Detalhes bibliográficos
Autor(a) principal: Rodrigues, Isabella Caroline Pereira
Data de Publicação: 2020
Outros Autores: Woigt, Luiza Freire, Pereira, Karina Danielle [UNESP], Luchessi, Augusto Ducati [UNESP], Lopes, Eder Socrates Najar, Webster, Thomas J., Gabriel, Lais Pellizzer
Tipo de documento: Artigo
Idioma: eng
Título da fonte: Repositório Institucional da UNESP
Texto Completo: http://dx.doi.org/10.1016/j.jmrt.2020.04.049
http://hdl.handle.net/11449/195605
Resumo: The production of scaffolds using a combination of synthetic and natural polymers has been widely studied for numerous tissue engineering applications, as it results in a material with superior properties, combining availability, processability, and the strength and resilience of synthetic polymers with the high biocompatibility of natural polymers. In the present study, fibrous membranes composed of polyurethane and gelatin were fabricated by rotary jet spinning and were posteriorly characterized for their morphological, chemical composition, thermal stability, hydrophilic properties as well as cell viability. Viscosity measurements were taken to achieve the critical concentration of the polymeric solution (9% wt/v), and the production of fibers at different rotational speeds (3000, 6000, 9000 and 12,000 rpm) was performed to evaluate the effect of rotational speed on fiber diameter and morphology, as observed in scanning electron microscopy analyses. Continuous and bead-free fibers were achieved at 6000 rpm with average diameter of 12.5 mu m.
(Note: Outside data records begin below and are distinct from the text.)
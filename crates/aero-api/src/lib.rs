//! # aero-api
//!
//! HTTP API layer for aero-booking.
//!
//! This crate provides:
//! - Axum-based HTTP server
//! - Session endpoints driving the flight and cargo booking orchestrators
//! - Fare and cargo quote endpoints
//! - The payment webhook that settles cargo checkouts
//!
//! ## Endpoints
//!
//! | Method | Path | Description |
//! |--------|------|-------------|
//! | GET | `/health` | Health check with provider availability |
//! | POST | `/api/v1/quotes/fare` | Fare breakdown |
//! | POST | `/api/v1/quotes/cargo` | Cargo quote |
//! | POST | `/api/v1/flights/sessions` | Start a flight booking |
//! | POST | `/api/v1/cargo/sessions` | Start a cargo booking |
//! | POST | `/api/payments/webhook` | Payment provider webhook |

pub mod handlers;
pub mod routes;
pub mod state;

pub use routes::create_router;
pub use state::{AppConfig, AppState, SessionStore};
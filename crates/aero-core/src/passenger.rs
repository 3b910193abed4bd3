//! # Passenger Types
//!
//! Passenger counts, passenger records and contact details captured
//! during flight booking.

use crate::error::{BookingError, BookingResult};
use chrono::NaiveDate;
use serde::{Deserialize, Serialize};

/// Largest party a single booking may carry
pub const MAX_PASSENGERS: u32 = 9;

#[derive(Debug, Clone, Copy, PartialEq, Eq, Hash, Serialize, Deserialize)]
#[serde(rename_all = "lowercase")]
pub enum PassengerType {
    Adult,
    Child,
    Infant,
}

impl PassengerType {
    pub fn as_str(&self) -> &'static str {
        match self {
            PassengerType::Adult => "adult",
            PassengerType::Child => "child",
            PassengerType::Infant => "infant",
        }
    }
}

/// Number of travellers per passenger type
#[derive(Debug, Clone, Copy, PartialEq, Eq, Serialize, Deserialize)]
pub struct PassengerCounts {
    pub adult: u32,
    #[serde(default)]
    pub child: u32,
    #[serde(default)]
    pub infant: u32,
}

impl PassengerCounts {
    pub fn new(adult: u32, child: u32, infant: u32) -> Self {
        Self { adult, child, infant }
    }

    /// Saturates, so oversized counts still fail the seat limit
    pub fn total(&self) -> u32 {
        self.adult.saturating_add(self.child).saturating_add(self.infant)
    }

    pub fn count_of(&self, passenger_type: PassengerType) -> u32 {
        match passenger_type {
            PassengerType::Adult => self.adult,
            PassengerType::Child => self.child,
            PassengerType::Infant => self.infant,
        }
    }

    /// At least one adult, every infant on an adult's lap, at most nine seats.
    pub fn validate(&self) -> BookingResult<()> {
        if self.adult == 0 {
            return Err(BookingError::Validation(
                "At least one adult passenger is required".to_string(),
            ));
        }
        if self.infant > self.adult {
            return Err(BookingError::Validation(format!(
                "Infants ({}) cannot outnumber adults ({})",
                self.infant, self.adult
            )));
        }
        if self.total() > MAX_PASSENGERS {
            return Err(BookingError::Validation(format!(
                "A booking holds at most {} passengers, got {}",
                MAX_PASSENGERS,
                self.total()
            )));
        }
        Ok(())
    }
}

impl Default for PassengerCounts {
    fn default() -> Self {
        Self::new(1, 0, 0)
    }
}

#[derive(Debug, Clone, Copy, PartialEq, Eq, Serialize, Deserialize)]
pub enum Salutation {
    Mr,
    Mrs,
    Ms,
    Mstr,
    Miss,
}

/// One traveller as captured on the passenger details step
#[derive(Debug, Clone, PartialEq, Serialize, Deserialize)]
pub struct PassengerRecord {
    pub passenger_type: PassengerType,
    pub salutation: Salutation,
    pub first_name: String,
    pub last_name: String,
    pub date_of_birth: NaiveDate,
    pub passport_number: String,
    pub passport_expiry: NaiveDate,
    /// ISO country code of the passport
    pub country: String,
}

impl PassengerRecord {
    pub fn full_name(&self) -> String {
        format!("{} {}", self.first_name.trim(), self.last_name.trim())
    }

    /// Field-level checks; `travel_until` is the last date the passport must cover.
    pub fn validate(&self, travel_until: NaiveDate) -> BookingResult<()> {
        if self.first_name.trim().is_empty() || self.last_name.trim().is_empty() {
            return Err(BookingError::Validation(
                "Passenger first and last name are required".to_string(),
            ));
        }
        if self.passport_number.trim().is_empty() {
            return Err(BookingError::Validation(format!(
                "Passport number missing for {}",
                self.full_name()
            )));
        }
        if self.passport_expiry < travel_until {
            return Err(BookingError::Validation(format!(
                "Passport of {} expires before travel ({})",
                self.full_name(),
                self.passport_expiry
            )));
        }
        if self.date_of_birth >= travel_until {
            return Err(BookingError::Validation(format!(
                "Date of birth of {} is not before travel",
                self.full_name()
            )));
        }
        if self.country.trim().is_empty() {
            return Err(BookingError::Validation(format!(
                "Country missing for {}",
                self.full_name()
            )));
        }
        Ok(())
    }
}

/// Contact details for a booking, shipper or consignee
#[derive(Debug, Clone, PartialEq, Eq, Serialize, Deserialize)]
pub struct ContactRecord {
    pub name: String,
    pub phone: String,
    pub email: String,
}

impl ContactRecord {
    pub fn new(name: impl Into<String>, phone: impl Into<String>, email: impl Into<String>) -> Self {
        Self {
            name: name.into(),
            phone: phone.into(),
            email: email.into(),
        }
    }

    pub fn validate(&self) -> BookingResult<()> {
        if self.name.trim().is_empty() {
            return Err(BookingError::Validation("Contact name is required".to_string()));
        }
        if self.phone.trim().is_empty() {
            return Err(BookingError::Validation("Contact phone is required".to_string()));
        }
        let email = self.email.trim();
        match email.split_once('@') {
            Some((user, domain)) if !user.is_empty() && domain.contains('.') => Ok(()),
            _ => Err(BookingError::Validation(format!(
                "Invalid contact email: {}",
                self.email
            ))),
        }
    }
}

/// Checks that the records match the counts exactly, type by type.
pub fn validate_passenger_records(
    counts: &PassengerCounts,
    records: &[PassengerRecord],
    travel_until: NaiveDate,
) -> BookingResult<()> {
    for passenger_type in [PassengerType::Adult, PassengerType::Child, PassengerType::Infant] {
        let expected = counts.count_of(passenger_type) as usize;
        let actual = records
            .iter()
            .filter(|r| r.passenger_type == passenger_type)
            .count();
        if expected != actual {
            return Err(BookingError::Validation(format!(
                "Expected {} {} passenger record(s), got {}",
                expected,
                passenger_type.as_str(),
                actual
            )));
        }
    }

    records.iter().try_for_each(|r| r.validate(travel_until))
}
Chemical composition characterization showed the characteristic peaks of both polymers and the absence of the organic solvent, while the addition of gelatin did not affect the thermal stability of the membrane (up to 314 degrees C). Additionally, the water contact angle proved the membrane hydrophilic nature (81.3 degrees). Cell viability assays exhibited cytocompatibility with endothelial cells for 24, 48 and 72 h. The results demonstrate that the PU-Gel combination with the rotary jet spinning process is promising to obtain low-cost scaffolds with interesting properties for numerous tissue engineering applications, and, thus, should be further studied. (C) 2020 Published by Elsevier B.V.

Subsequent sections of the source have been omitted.